Countries around the world have implemented restrictions on mobility, especially cross-border travel to reduce or prevent SARS-CoV-2 community transmission. Rapid antigen testing (Ag-RDT), with on-site administration and rapid turnaround time may provide a valuable screening measure to ease cross-border travel while minimizing risk of local transmission. To maximize impact, we developed an optimal Ag-RDT screening algorithm for cross-border entry. Using a previously developed mathematical model, we determined the daily number of imported COVID-19 cases that would generate no more than a relative 1% increase in cases over one month for different effective reproductive numbers (Rt) and COVID-19 prevalence within the recipient country. We then developed an algorithm—for differing levels of Rt, arrivals per day, mode of travel, and SARS-CoV-2 prevalence amongst travelers—to determine the minimum proportion of people that would need Ag-RDT testing at border crossings to ensure no greater than the relative 1% community spread increase. When daily international arrivals and/or COVID-19 prevalence amongst arrivals increases, the proportion of arrivals required to test using Ag-RDT increases. At very high numbers of international arrivals/COVID-19 prevalence, Ag-RDT testing is not sufficient to prevent increased community spread, especially when recipient country prevalence and Rt are low. In these cases, Ag-RDT screening would need to be supplemented with other measures to prevent an increase in community transmission. An efficient Ag-RDT algorithm for SARS-CoV-2 testing depends strongly on the epidemic status within the recipient country, volume of travel, proportion of land and air arrivals, test sensitivity, and COVID-19 prevalence among travelers.

Introduction

Severe acute respiratory syndrome coronavirus-2 (SARS-CoV-2), the causative agent of COVID-19, first emerged in Wuhan, China in late 2019. Aided by globalization, the novel coronavirus quickly spread to countries around the world. On the 11th of March 2020, COVID-19 was officially declared a global pandemic by the World Health Organization (WHO). In response to the outbreak, many countries implemented control measures on mobility, such as travel restrictions to and from affected countries, border closures, or quarantine-on-arrival [1].

A key strategy to combat the COVID-19 pandemic is widespread accessible diagnostic testing [24]. Countries around the world have implemented travel policies that require international travelers to provide proof of a negative COVID-19 reverse transcription polymerase chain reaction (RT-PCR) test within 48–72 hours of arrival.
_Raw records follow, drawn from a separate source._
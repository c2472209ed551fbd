//! Canonical serialization for link keys and deterministic hashing.
//!
//! Base descriptors are turned into link keys by canonical encoding, so two
//! structurally equal descriptors always land on the same store entry.
//!
//! ## Determinism Guarantees
//!
//! - Stable field order: Struct fields serialize in declaration order
//! - Stable Vec order: Vectors serialize in index order
//! - No HashMap allowed: Use BTreeMap for maps in encoded data
//! - Enum variants encode with their tag, so distinct kinds never collide

use serde::Serialize;
use xxhash_rust::xxh64::xxh64;

/// Error raised when a value cannot be canonically encoded.
#[derive(Debug, Clone, thiserror::Error)]
#[error("Canonical encoding failed: {0}")]
pub struct CanonicalError(String);

impl From<serde_json::Error> for CanonicalError {
    fn from(e: serde_json::Error) -> Self {
        Self(e.to_string())
    }
}

/// Serialize a value to canonical JSON bytes.
pub fn to_canonical_bytes<T: Serialize + ?Sized>(value: &T) -> Result<Vec<u8>, CanonicalError> {
    Ok(serde_json::to_vec(value)?)
}

/// Serialize a value to a canonical JSON string.
///
/// This is the stable string form used as a link key for base descriptors.
pub fn to_canonical_string<T: Serialize + ?Sized>(value: &T) -> Result<String, CanonicalError> {
    Ok(serde_json::to_string(value)?)
}

/// Compute canonical hash of a serializable value.
pub fn canonical_hash<T: Serialize + ?Sized>(value: &T) -> Result<u64, CanonicalError> {
    let bytes = to_canonical_bytes(value)?;
    Ok(xxh64(&bytes, 0))
}

/// Compute canonical hash and return as hex string.
pub fn canonical_hash_hex<T: Serialize + ?Sized>(value: &T) -> Result<String, CanonicalError> {
    Ok(format!("{:016x}", canonical_hash(value)?))
}

#[cfg(test)]
mod tests {
    use super::*;

    #[derive(Serialize)]
    #[serde(tag = "kind", rename_all = "snake_case")]
    enum TestBase {
        Thread { id: u64 },
        Comment { id: u64 },
    }

    #[test]
    fn test_determinism() {
        let b = TestBase::Thread { id: 42 };

        let h1 = canonical_hash(&b).unwrap();
        let h2 = canonical_hash(&b).unwrap();
        assert_eq!(h1, h2);
    }

    #[test]
    fn test_kind_tag_separates_equal_ids() {
        let thread = to_canonical_string(&TestBase::Thread { id: 7 }).unwrap();
        let comment = to_canonical_string(&TestBase::Comment { id: 7 }).unwrap();
        assert_ne!(thread, comment);
        assert_eq!(thread, r#"{"kind":"thread","id":7}"#);
    }

    #[test]
    fn test_unsized_values_hash_like_owned() {
        let ids = vec![1u64, 2, 3];
        assert_eq!(canonical_hash(&ids[..]).unwrap(), canonical_hash(&ids).unwrap());
        assert_eq!(to_canonical_string("thread").unwrap(), r#""thread""#);
    }
}
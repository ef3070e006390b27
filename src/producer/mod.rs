//! Row producer abstraction.
//!
//! The truth table evaluator is an external collaborator. It is reached
//! through the [`RowProducer`] trait so the windowing logic can run against
//! the real evaluator binary ([`ProcessRowProducer`]) or an in-process double.

pub mod process;

use std::io;
use std::path::Path;
use std::time::Duration;

use async_trait::async_trait;
use thiserror::Error;

pub use process::ProcessRowProducer;

/// Errors raised while invoking the row producer
#[derive(Error, Debug)]
pub enum ProducerError {
    #[error("failed to launch row producer {program}: {source}")]
    Spawn {
        program: String,
        #[source]
        source: io::Error,
    },

    #[error("row producer failed ({status}): {diagnostic}")]
    Failed { status: String, diagnostic: String },

    #[error("row producer output is not valid UTF-8")]
    Output,

    #[error("row producer timed out after {}s", .0.as_secs())]
    TimedOut(Duration),
}

/// Source of truth table rows.
#[async_trait]
pub trait RowProducer: Send + Sync {
    /// Rows `[start, end)` of the table for `expression`, one string per line.
    async fn produce_range(
        &self,
        expression: &str,
        start: u64,
        end: u64,
    ) -> Result<Vec<String>, ProducerError>;

    /// Scan the entire table and write every true row to `target`.
    ///
    /// Returns once the file has been completely written.
    async fn produce_all_to_file(&self, expression: &str, target: &Path)
        -> Result<(), ProducerError>;
}
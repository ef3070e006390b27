//! ttable row server library
//!
//! Serves rows of a boolean expression's truth table over HTTP, either as a
//! directly computed range or as fixed-size windows over a session's cached
//! enumeration of true rows.

pub mod cache;
pub mod cli;
pub mod config;
pub mod lifecycle;
pub mod logging;
pub mod producer;
pub mod rows;
pub mod server;
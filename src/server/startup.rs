//! Testable server startup logic.
//!
//! Provides [`ServerConfig`] and [`ServerHandle`] so that both `main` and the
//! integration tests start a real server the same way, on a configured or
//! ephemeral port, and shut it down cleanly.

use std::net::SocketAddr;
use std::sync::Arc;
use std::time::Duration;

use tokio::sync::watch;
use tokio::task::JoinHandle;
use tracing::{error, info, warn};

use crate::cache::CacheStore;
use crate::config::Settings;
use crate::lifecycle::LifecycleManager;
use crate::producer::{ProcessRowProducer, RowProducer};
use crate::rows::RowService;
use crate::server::http::{create_router, HttpConfig};

/// Everything needed to start a server.
pub struct ServerConfig {
    pub bind_address: SocketAddr,
    pub http_config: HttpConfig,
    pub store: CacheStore,
    pub producer: Arc<dyn RowProducer>,
    pub window_size: usize,
}

impl ServerConfig {
    /// Assemble a config from resolved settings, backed by the evaluator
    /// binary they name.
    pub fn from_settings(settings: &Settings) -> Result<Self, std::net::AddrParseError> {
        let bind_address = format!("{}:{}", settings.server.host, settings.server.port).parse()?;
        let producer = ProcessRowProducer::new(&settings.producer.binary)
            .with_args(settings.producer.args.clone())
            .with_timeout(settings.producer.timeout());
        Ok(ServerConfig {
            bind_address,
            http_config: HttpConfig {
                web_root: settings.web.root.clone(),
                security_headers: true,
            },
            store: CacheStore::new(&settings.cache.dir),
            producer: Arc::new(producer),
            window_size: settings.cache.window_size,
        })
    }

    /// Minimal config suitable for integration tests.
    ///
    /// Binds to `127.0.0.1:0` (OS-assigned port) with the given storage root
    /// and producer.
    pub fn for_testing(store: CacheStore, producer: Arc<dyn RowProducer>) -> Self {
        ServerConfig {
            bind_address: SocketAddr::from(([127, 0, 0, 1], 0)),
            http_config: HttpConfig::default(),
            store,
            producer,
            window_size: crate::cache::window::DEFAULT_WINDOW_SIZE,
        }
    }
}

/// Handle to a running server. Returned by [`run_server_with_config`].
pub struct ServerHandle {
    local_addr: SocketAddr,
    shutdown_tx: watch::Sender<bool>,
    lifecycle: Arc<LifecycleManager>,
    server_task: JoinHandle<Result<(), std::io::Error>>,
}

impl ServerHandle {
    /// The port the server actually bound to (useful when binding to port 0).
    pub fn port(&self) -> u16 {
        self.local_addr.port()
    }

    pub fn local_addr(&self) -> SocketAddr {
        self.local_addr
    }

    /// `http://ip:port` base URL for the running server.
    pub fn base_url(&self) -> String {
        format!("http://{}", self.local_addr)
    }

    pub fn lifecycle(&self) -> &Arc<LifecycleManager> {
        &self.lifecycle
    }

    /// Trigger graceful shutdown: stop accepting connections, wait for the
    /// server task, then purge the cache storage root.
    pub async fn shutdown(self) {
        let _ = self.shutdown_tx.send(true);

        // Wait for the server task to finish (with a timeout to avoid hanging)
        match tokio::time::timeout(Duration::from_secs(5), self.server_task).await {
            Ok(Ok(Ok(()))) => {}
            Ok(Ok(Err(e))) => error!(target: "lifecycle", "Server task returned error: {}", e),
            Ok(Err(e)) => error!(target: "lifecycle", "Server task panicked: {}", e),
            Err(_) => warn!(target: "lifecycle", "Server task did not finish within 5s timeout"),
        }

        self.lifecycle.shutdown().await;
    }
}

/// Start a server from a fully-assembled [`ServerConfig`].
///
/// Creates the storage root, binds the listener and spawns `axum::serve` as a
/// background task. Returns a [`ServerHandle`] exposing the bound address.
pub async fn run_server_with_config(
    config: ServerConfig,
) -> Result<ServerHandle, Box<dyn std::error::Error + Send + Sync>> {
    let (shutdown_tx, shutdown_rx) = watch::channel(false);

    let lifecycle = Arc::new(LifecycleManager::new(config.store.clone()));
    lifecycle.prepare().await?;

    let rows = Arc::new(
        RowService::new(config.store, config.producer).with_window_size(config.window_size),
    );
    let app = create_router(config.http_config, rows, lifecycle.clone());

    // Bind TCP listener (supports port 0 for ephemeral port assignment)
    let listener = tokio::net::TcpListener::bind(config.bind_address).await?;
    let local_addr = listener.local_addr()?;
    info!(target: "lifecycle", "Listening on http://{}", local_addr);

    let mut shutdown_watch = shutdown_rx;
    let server_task = tokio::spawn(async move {
        axum::serve(listener, app)
            .with_graceful_shutdown(async move {
                // Wait until the shutdown channel is set to true
                loop {
                    if *shutdown_watch.borrow() {
                        break;
                    }
                    if shutdown_watch.changed().await.is_err() {
                        break;
                    }
                }
            })
            .await
    });

    Ok(ServerHandle {
        local_addr,
        shutdown_tx,
        lifecycle,
        server_task,
    })
}
//! Config schema validation with typed checks and range enforcement.

use serde_json::{Map, Value};

/// Severity of a schema validation issue.
#[derive(Debug, Clone, Copy, PartialEq, Eq)]
pub enum Severity {
    /// Hard error; startup must abort.
    Error,
    /// Advisory; logged but does not prevent startup.
    Warning,
}

/// A single schema validation finding.
#[derive(Debug, Clone)]
pub struct SchemaIssue {
    pub severity: Severity,
    pub path: String,
    pub message: String,
}

/// Known top-level configuration keys.
const KNOWN_TOP_LEVEL_KEYS: &[&str] = &["server", "cache", "producer", "web", "logging"];

/// Validate a raw config value.
///
/// Returns a (possibly empty) list of issues. Callers should inspect each
/// issue's `severity` to decide whether to abort or merely warn.
pub fn validate_schema(config: &Value) -> Vec<SchemaIssue> {
    let mut issues = Vec::new();

    let obj = match config.as_object() {
        Some(o) => o,
        None => {
            issues.push(error(".", "Config root must be an object"));
            return issues;
        }
    };

    for key in obj.keys() {
        if !KNOWN_TOP_LEVEL_KEYS.contains(&key.as_str()) {
            issues.push(SchemaIssue {
                severity: Severity::Warning,
                path: format!(".{}", key),
                message: format!("Unknown configuration key: {}", key),
            });
        }
    }

    if let Some(server) = section(obj, "server", &mut issues) {
        if let Some(port) = server.get("port") {
            match port.as_u64() {
                Some(p) if p <= u64::from(u16::MAX) => {}
                _ => issues.push(error(".server.port", "port must be an integer in 0..=65535")),
            }
        }
        expect_string(server, ".server.host", "host", &mut issues);
    }

    if let Some(cache) = section(obj, "cache", &mut issues) {
        expect_string(cache, ".cache.dir", "dir", &mut issues);
        if let Some(size) = cache.get("windowSize") {
            match size.as_u64() {
                Some(0) => issues.push(SchemaIssue {
                    severity: Severity::Warning,
                    path: ".cache.windowSize".to_string(),
                    message: "windowSize 0 makes every true_rows response empty".to_string(),
                }),
                Some(_) => {}
                None => issues.push(error(
                    ".cache.windowSize",
                    "windowSize must be a non-negative integer",
                )),
            }
        }
    }

    if let Some(producer) = section(obj, "producer", &mut issues) {
        expect_string(producer, ".producer.binary", "binary", &mut issues);
        if let Some(args) = producer.get("args") {
            let all_strings = args
                .as_array()
                .map(|a| a.iter().all(Value::is_string))
                .unwrap_or(false);
            if !all_strings {
                issues.push(error(".producer.args", "args must be an array of strings"));
            }
        }
        if let Some(timeout) = producer.get("timeoutSecs") {
            match timeout.as_u64() {
                Some(0) => issues.push(error(".producer.timeoutSecs", "timeoutSecs must be > 0")),
                Some(_) => {}
                None if timeout.is_null() => {}
                None => issues.push(error(
                    ".producer.timeoutSecs",
                    "timeoutSecs must be a positive integer or null",
                )),
            }
        }
    }

    if let Some(web) = section(obj, "web", &mut issues) {
        expect_string(web, ".web.root", "root", &mut issues);
    }

    if let Some(logging) = section(obj, "logging", &mut issues) {
        if let Some(format) = logging.get("format") {
            if !matches!(format.as_str(), Some("plaintext") | Some("json")) {
                issues.push(error(
                    ".logging.format",
                    "format must be \"plaintext\" or \"json\"",
                ));
            }
        }
        expect_string(logging, ".logging.level", "level", &mut issues);
    }

    issues
}

fn error(path: &str, message: &str) -> SchemaIssue {
    SchemaIssue {
        severity: Severity::Error,
        path: path.to_string(),
        message: message.to_string(),
    }
}

fn section<'a>(
    obj: &'a Map<String, Value>,
    key: &str,
    issues: &mut Vec<SchemaIssue>,
) -> Option<&'a Map<String, Value>> {
    let value = obj.get(key)?;
    match value.as_object() {
        Some(section) => Some(section),
        None => {
            issues.push(error(
                &format!(".{}", key),
                &format!("{} must be an object", key),
            ));
            None
        }
    }
}

fn expect_string(
    section: &Map<String, Value>,
    path: &str,
    key: &str,
    issues: &mut Vec<SchemaIssue>,
) {
    if let Some(value) = section.get(key) {
        if !value.is_string() {
            issues.push(error(path, &format!("{} must be a string", key)));
        }
    }
}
While this is possible to implement in many high-income countries and for air travel, this is frequently not possible at land-border crossings, particularly in low- and middle-income countries (LMIC), due to frequent cross-border travel and limited access to timely RT-PCR testing. The rate of COVID-19 diagnostic testing in LMICs remains up to 50 times lower than in HICs, while test positivity is far higher, underestimating the true burden of COVID-19 in these regions [5]. Global partnerships have sought to boost testing capacity in African countries specifically, by providing high-quality rapid antigen diagnostic tests (Ag-RDTs) approved for emergency use by the WHO. In September 2020, the Access to COVID-19 Tools (ACT) Accelerator announced that 120 million Ag-RDTs would be made available for LMICs [6]. Ag-RDTs are less costly than RT-PCR tests, do not require laboratory-based infrastructure, can be performed on-site by appropriately trained non-laboratory staff, and provide results within minutes, enabling decentralization of diagnostic testing [4].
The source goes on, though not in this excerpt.